• EXERCISE INSTRUCTIONS: Copy out, unchanged, every line from the start of the records to the line that contains "are the transition's", and stop there.

Saved entries:
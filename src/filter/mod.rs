//! Post-processing applied to finished frames

mod brightness;

pub use brightness::{Brightness, DayNightBrightness, FULL, NIGHT};
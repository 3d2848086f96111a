use derive_more::derive::{Display, Error};
use embedded_hal::spi::ErrorKind;

/// A specialized `Result` where the error is this crate's `Error` type.
pub type Result<T, E = Error> = core::result::Result<T, E>;

/// Errors produced while building or delivering a frame.
#[derive(Debug, Display, Error, Clone, Copy, PartialEq, Eq)]
pub enum Error {
    /// The symbol has no seven-segment glyph.
    #[display("no glyph for symbol {_0:?}")]
    UnknownGlyph(#[error(not(source))] char),

    /// A digit was rendered from a mask and a color set of different sizes.
    #[display("segment count mismatch: {mask} mask entries, {colors} colors")]
    InvalidSegmentCount { mask: usize, colors: usize },

    /// The topology does not fit into a frame buffer.
    #[display("topology of {digits} digits and {dots} dots exceeds the frame buffer")]
    TopologyTooLarge { digits: usize, dots: usize },

    /// The clock source could not be read.
    #[display("clock source unavailable")]
    ClockUnavailable,

    /// The transport rejected the frame.
    #[display("frame transmission failed: {_0:?}")]
    TransmissionFault(#[error(not(source))] ErrorKind),
}
use crate::distribution::Distribution;
use crate::error::ConfigError;
use crate::job::ClassId;

/// Non-negative job counts indexed by `[link][class]`.
///
/// For enabling and inhibiting conditions the links are the transition's
/// input places; for firing outcomes they are its output links.
#[derive(Debug, Clone, PartialEq, Eq, Default)]
pub struct TransitionMatrix {
    counts: Vec<Vec<u32>>,
}

impl TransitionMatrix {
    pub fn zeros(links: usize, classes: usize) -> Self {
        Self {
            counts: vec![vec![0; classes]; links],
        }
    }

    pub fn from_rows(counts: Vec<Vec<u32>>) -> Self {
        Self { counts }
    }

    pub fn with(mut self, link: usize, class: ClassId, count: u32) -> Self {
        self.counts[link][class.0] = count;
        self
    }

    pub fn get(&self, link: usize, class: ClassId) -> u32 {
        self.counts
            .get(link)
            .and_then(|row| row.get(class.0))
            .copied()
            .unwrap_or(0)
    }

    pub fn row(&self, link: usize) -> &[u32] {
        self.counts.get(link).map(Vec::as_slice).unwrap_or_default()
    }

    pub fn links(&self) -> usize {
        self.counts.len()
    }

    pub fn is_zero(&self) -> bool {
        self.counts.iter().flatten().all(|c| *c == 0)
    }

    /// Non-zero entries as `(link, class, count)`.
    pub fn entries(&self) -> impl Iterator<Item = (usize, ClassId, u32)> + '_ {
        self.counts.iter().enumerate().flat_map(|(link, row)| {
            row.iter()
                .enumerate()
                .filter(|(_, c)| **c > 0)
                .map(move |(class, c)| (link, ClassId(class), *c))
        })
    }

    /// Sum over links of the counts of `class`.
    pub fn class_total(&self, class: ClassId) -> u32 {
        self.counts.iter().filter_map(|row| row.get(class.0)).sum()
    }

    fn check_shape(&self, context: &str, links: usize, classes: usize) -> Result<(), ConfigError> {
        if self.counts.len() != links {
            return Err(ConfigError::ClassArity {
                context: format!("{context} links"),
                expected: links,
                actual: self.counts.len(),
            });
        }
        match self.counts.iter().find(|row| row.len() != classes) {
            Some(row) => Err(ConfigError::ClassArity {
                context: format!("{context} classes"),
                expected: classes,
                actual: row.len(),
            }),
            None => Ok(()),
        }
    }
}

/// Number of times a mode could fire given `available[place][class]`.
///
/// The degree is the minimum of `floor(available / required)` over every
/// required entry, and zero when any inhibitor threshold is reached.
pub fn enabling_degree(enabling: &TransitionMatrix, inhibiting: &TransitionMatrix, available: &[Vec<u32>]) -> u32 {
    let available_at = |link: usize, class: ClassId| {
        available
            .get(link)
            .and_then(|row| row.get(class.0))
            .copied()
            .unwrap_or(0)
    };
    if inhibiting
        .entries()
        .any(|(link, class, threshold)| available_at(link, class) >= threshold)
    {
        return 0;
    }
    enabling
        .entries()
        .map(|(link, class, required)| available_at(link, class) / required)
        .min()
        .unwrap_or(0)
}

/// One firing mode of a transition.
#[derive(Debug, Clone)]
pub struct ModeSpec {
    pub name: String,
    pub enabling: TransitionMatrix,
    /// Thresholds over input places; zero entries never inhibit.
    pub inhibiting: TransitionMatrix,
    /// Jobs released per output link and class.
    pub firing: TransitionMatrix,
    /// Concurrent timers, `-1` for unbounded.
    pub servers: i64,
    pub delay: Distribution,
}

impl ModeSpec {
    /// A mode with no inhibitors and a single server.
    pub fn new(
        name: impl Into<String>,
        enabling: TransitionMatrix,
        firing: TransitionMatrix,
        delay: Distribution,
    ) -> Self {
        let links = enabling.links();
        let classes = enabling.counts.first().map_or(0, Vec::len);
        Self {
            name: name.into(),
            enabling,
            inhibiting: TransitionMatrix::zeros(links, classes),
            firing,
            servers: 1,
            delay,
        }
    }

    pub fn with_servers(mut self, servers: i64) -> Self {
        self.servers = servers;
        self
    }

    pub fn with_inhibiting(mut self, inhibiting: TransitionMatrix) -> Self {
        self.inhibiting = inhibiting;
        self
    }

    /// Timers the mode may run for a given enabling degree.
    pub fn timer_target(&self, degree: u32) -> usize {
        if self.servers < 0 {
            degree as usize
        } else {
            (degree as usize).min(self.servers as usize)
        }
    }

    /// # Errors
    ///
    /// - `ConfigError::InvalidMode` - If the mode has no enabling condition or
    ///   no servers
    /// - `ConfigError::ClassArity` - If a matrix does not match the links
    /// - `ConfigError::InvalidDistribution` - If the firing delay is invalid
    pub fn validate(
        &self,
        node: &str,
        mode: usize,
        inputs: usize,
        outputs: usize,
        classes: usize,
    ) -> Result<(), ConfigError> {
        if self.enabling.is_zero() {
            return Err(ConfigError::InvalidMode {
                node: node.to_string(),
                mode,
                reason: "mode has no enabling condition".into(),
            });
        }
        if self.servers == 0 || self.servers < -1 {
            return Err(ConfigError::InvalidMode {
                node: node.to_string(),
                mode,
                reason: format!("server count {} must be positive or -1", self.servers),
            });
        }
        let context = |what: &str| format!("{what} of mode {} at {node}", self.name);
        self.enabling.check_shape(&context("enabling"), inputs, classes)?;
        self.inhibiting.check_shape(&context("inhibiting"), inputs, classes)?;
        self.firing.check_shape(&context("firing"), outputs, classes)?;
        self.delay.validate()
    }
}
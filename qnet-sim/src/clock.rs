//! Simulated time and the pending-event timeline.

use qnet_core::{EventQueue, EventToken, Message, Scheduler, Time};

use crate::SimulationError;

/// Maximum number of events that can be pending at once.
pub const MAX_EVENT_QUEUE_SIZE: usize = 1_000_000;

/// Timeline of a run.
///
/// Wraps the kernel's event queue so the engine can bound its size and
/// refuse to move time backwards. Time starts at zero and only moves
/// forward; it is independent of wall-clock time.
#[derive(Debug, Default)]
pub struct SimulationClock {
    queue: EventQueue,
    delivered: u64,
}

impl SimulationClock {
    pub fn new() -> Self {
        Self::default()
    }

    /// Removes the next event due at or before `horizon`.
    ///
    /// # Errors
    ///
    /// - `SimulationError::InvalidEventScheduling` - If the next event lies in the past
    pub fn next_until(&mut self, horizon: Time) -> Result<Option<Message>, SimulationError> {
        let Some(due) = self.queue.peek_time() else {
            return Ok(None);
        };
        if due > horizon {
            return Ok(None);
        }
        let now = self.queue.now();
        if due < now {
            return Err(SimulationError::InvalidEventScheduling {
                reason: format!("event due at {due} behind clock at {now}"),
            });
        }
        let Some((_, message)) = self.queue.pop() else {
            return Ok(None);
        };
        self.delivered += 1;
        Ok(Some(message))
    }

    /// Fails once too many events are pending.
    ///
    /// # Errors
    ///
    /// - `SimulationError::EventQueueOverflow` - Event queue is full
    pub fn check_capacity(&self) -> Result<(), SimulationError> {
        if self.queue.len() > MAX_EVENT_QUEUE_SIZE {
            return Err(SimulationError::EventQueueOverflow {
                count: self.queue.len(),
            });
        }
        Ok(())
    }

    pub fn pending(&self) -> usize {
        self.queue.len()
    }

    pub fn delivered(&self) -> u64 {
        self.delivered
    }

    pub fn cancelled(&self) -> u64 {
        self.queue.cancelled()
    }

    pub fn next_due(&self) -> Option<Time> {
        self.queue.peek_time()
    }
}

impl Scheduler for SimulationClock {
    fn now(&self) -> Time {
        self.queue.now()
    }

    fn schedule(&mut self, message: Message, delay: Time) -> qnet_core::Result<EventToken> {
        self.queue.schedule(message, delay)
    }

    fn cancel(&mut self, token: EventToken) -> bool {
        self.queue.cancel(token)
    }
}

#[cfg(test)]
mod tests {
    use super::*;
    use qnet_core::{Address, Event, NodeId};

    fn message(node: usize) -> Message {
        let address = Address::input(NodeId(node));
        Message::new(Event::Start, address, address, 0.0)
    }

    #[test]
    fn test_events_stop_at_horizon() {
        let mut clock = SimulationClock::new();
        clock.schedule(message(0), 1.0).unwrap();
        clock.schedule(message(1), 3.0).unwrap();

        assert!(clock.next_until(2.0).unwrap().is_some());
        assert_eq!(clock.now(), 1.0);
        assert!(clock.next_until(2.0).unwrap().is_none());
        assert_eq!(clock.pending(), 1);
        assert_eq!(clock.delivered(), 1);
    }

    #[test]
    fn test_cancelled_events_are_skipped() {
        let mut clock = SimulationClock::new();
        let token = clock.schedule(message(0), 1.0).unwrap();
        clock.schedule(message(1), 2.0).unwrap();
        assert!(clock.cancel(token));

        let next = clock.next_until(5.0).unwrap().unwrap();
        assert_eq!(next.destination.node, NodeId(1));
        assert_eq!(clock.cancelled(), 1);
    }
}
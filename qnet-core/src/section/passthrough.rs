//! Zero-state service sections: tunnel, infinite server and class switch.
//!
//! Tunnel-like sections pace their input with one `Ready` per accepted
//! downstream hand-over, which is what gives routers and forks their
//! blocking-after-service behaviour.

use std::collections::HashMap;

use tracing::trace;

use crate::context::Kernel;
use crate::distribution::{Distribution, ServiceStrategy};
use crate::error::{KernelError, Result};
use crate::event::{Event, Handled, Message, SectionKind};
use crate::job::{ClassId, ClassMask, JobId};
use crate::random::sample_index;
use crate::scheduler::EventToken;

use super::Serves;

pub(super) fn ready_all(kernel: &mut Kernel<'_>) -> Result<()> {
    let mask = ClassMask::all(kernel.classes.len());
    kernel.send_local(SectionKind::Input, Event::Ready(mask))
}

/// Forwards every job to the output section without delay.
#[derive(Debug, Default)]
pub struct Tunnel;

impl Serves for Tunnel {
    fn handle(&mut self, kernel: &mut Kernel<'_>, message: &Message) -> Result<Handled> {
        match &message.event {
            Event::Start | Event::Ack(_) => {
                ready_all(kernel)?;
                Ok(Handled::Consumed)
            }
            Event::Job(job) => {
                kernel.send_local(SectionKind::Output, Event::Job(*job))?;
                Ok(Handled::Consumed)
            }
            Event::Ready(_)
            | Event::Departed(_)
            | Event::PreemptRequest(_)
            | Event::Preempted(_)
            | Event::Bounced(_)
            | Event::ServiceDone(_)
            | Event::SetupDone(_)
            | Event::PowerDown { .. }
            | Event::PsCompletion
            | Event::Arrival(_)
            | Event::Renege(_)
            | Event::Retrial(_)
            | Event::JoinDone { .. }
            | Event::JobChange { .. }
            | Event::Enabling { .. }
            | Event::ModeFiring { .. }
            | Event::Timing { .. }
            | Event::JobRequest { .. }
            | Event::JobWithdrawn { .. }
            | Event::Restore { .. }
            | Event::Firing { .. } => Ok(Handled::NotConsumed),
        }
    }
}

/// Infinite server: every job is served immediately and in parallel.
#[derive(Debug)]
pub struct DelayServer {
    service: Vec<Option<Distribution>>,
    in_service: HashMap<JobId, EventToken>,
}

impl DelayServer {
    pub fn new(service: Vec<Option<Distribution>>) -> Self {
        Self {
            service,
            in_service: HashMap::new(),
        }
    }

    fn update_load(&self, kernel: &mut Kernel<'_>) {
        kernel.set_busy(self.in_service.len() as f64);
    }
}

impl Serves for DelayServer {
    fn handle(&mut self, kernel: &mut Kernel<'_>, message: &Message) -> Result<Handled> {
        match &message.event {
            Event::Start => {
                let node = kernel.node();
                kernel.loads.set_servers(node, f64::INFINITY);
                ready_all(kernel)?;
                Ok(Handled::Consumed)
            }
            Event::Job(job) => {
                let class = kernel.class_of(*job)?;
                let pending = kernel.jobs.get_mut(*job)?.service_demand.take();
                let population = kernel.population();
                let demand = match (pending, &self.service[class.0]) {
                    (Some(demand), _) => demand,
                    (None, Some(distribution)) => distribution.wait(kernel.rng, population),
                    (None, None) => 0.0,
                };
                kernel.jobs.get_mut(*job)?.service_start = Some(kernel.now);
                let token = kernel.schedule_self(Event::ServiceDone(*job), demand)?;
                self.in_service.insert(*job, token);
                self.update_load(kernel);
                ready_all(kernel)?;
                Ok(Handled::Consumed)
            }
            Event::ServiceDone(job) => {
                self.in_service.remove(job);
                let started = kernel.jobs.get(*job)?.service_start.unwrap_or(kernel.now);
                kernel.jobs.get_mut(*job)?.total_service += kernel.now - started;
                self.update_load(kernel);
                kernel.send_local(SectionKind::Output, Event::Job(*job))?;
                Ok(Handled::Consumed)
            }
            Event::Ack(_) => Ok(Handled::Consumed),
            Event::Ready(_)
            | Event::Departed(_)
            | Event::PreemptRequest(_)
            | Event::Preempted(_)
            | Event::Bounced(_)
            | Event::SetupDone(_)
            | Event::PowerDown { .. }
            | Event::PsCompletion
            | Event::Arrival(_)
            | Event::Renege(_)
            | Event::Retrial(_)
            | Event::JoinDone { .. }
            | Event::JobChange { .. }
            | Event::Enabling { .. }
            | Event::ModeFiring { .. }
            | Event::Timing { .. }
            | Event::JobRequest { .. }
            | Event::JobWithdrawn { .. }
            | Event::Restore { .. }
            | Event::Firing { .. } => Ok(Handled::NotConsumed),
        }
    }

    fn busy_units(&self) -> f64 {
        self.in_service.len() as f64
    }
}

/// Samples a new class for every passing job from a per-class matrix.
#[derive(Debug)]
pub struct ClassSwitcher {
    matrix: Vec<Vec<f64>>,
}

impl ClassSwitcher {
    /// `matrix[from][to]` is the probability of switching `from` -> `to`.
    pub fn new(matrix: Vec<Vec<f64>>) -> Self {
        Self { matrix }
    }
}

impl Serves for ClassSwitcher {
    fn handle(&mut self, kernel: &mut Kernel<'_>, message: &Message) -> Result<Handled> {
        match &message.event {
            Event::Start | Event::Ack(_) => {
                ready_all(kernel)?;
                Ok(Handled::Consumed)
            }
            Event::Job(job) => {
                let class = kernel.class_of(*job)?;
                let node = kernel.node();
                let to = sample_index(kernel.rng, &self.matrix[class.0])
                    .map(ClassId)
                    .ok_or_else(|| {
                        KernelError::invariant(node, format!("no switch target for class {class}"))
                    })?;
                if to != class {
                    kernel.switch_class(*job, to)?;
                }
                trace!(job = job.0, from = class.0, to = to.0, "class switch section");
                kernel.send_local(SectionKind::Output, Event::Job(*job))?;
                Ok(Handled::Consumed)
            }
            Event::Ready(_)
            | Event::Departed(_)
            | Event::PreemptRequest(_)
            | Event::Preempted(_)
            | Event::Bounced(_)
            | Event::ServiceDone(_)
            | Event::SetupDone(_)
            | Event::PowerDown { .. }
            | Event::PsCompletion
            | Event::Arrival(_)
            | Event::Renege(_)
            | Event::Retrial(_)
            | Event::JoinDone { .. }
            | Event::JobChange { .. }
            | Event::Enabling { .. }
            | Event::ModeFiring { .. }
            | Event::Timing { .. }
            | Event::JobRequest { .. }
            | Event::JobWithdrawn { .. }
            | Event::Restore { .. }
            | Event::Firing { .. } => Ok(Handled::NotConsumed),
        }
    }
}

• ANSWER SPACE:
filename src/filter/mod.rs
//! Post-processing applied to finished frames

mod brightness;

pub use brightness::{Brightness, DayNightBrightness, FULL, NIGHT};
repository 3d2848086f96111a
use derive_more::derive::{Display, Error};
use embedded_hal::spi::ErrorKind;

/// A specialized `Result` where the error is this crate's `Error` type.
pub type Result<T, E = Error> = core::result::Result<T, E>;

/// Errors produced while building or delivering a frame.
#[derive(Debug, Display, Error, Clone, Copy, PartialEq, Eq)]
pub enum Error {
    /// The symbol has no seven-segment glyph.
    #[display("no glyph for symbol {_0:?}")]
    UnknownGlyph(#[error(not(source))] char),

    /// A digit was rendered from a mask and a color set of different sizes.
    #[display("segment count mismatch: {mask} mask entries, {colors} colors")]
    InvalidSegmentCount { mask: usize, colors: usize },

    /// The topology does not fit into a frame buffer.
    #[display("topology of {digits} digits and {dots} dots exceeds the frame buffer")]
    TopologyTooLarge { digits: usize, dots: usize },

    /// The clock source could not be read.
    #[display("clock source unavailable")]
    ClockUnavailable,

    /// The transport rejected the frame.
    #[display("frame transmission failed: {_0:?}")]
    TransmissionFault(#[error(not(source))] ErrorKind),
}
use crate::distribution::Distribution;
use crate::error::ConfigError;
use crate::job::ClassId;

/// Non-negative job counts indexed by `[link][class]`.
///
/// For enabling and inhibiting conditions the links are the transition's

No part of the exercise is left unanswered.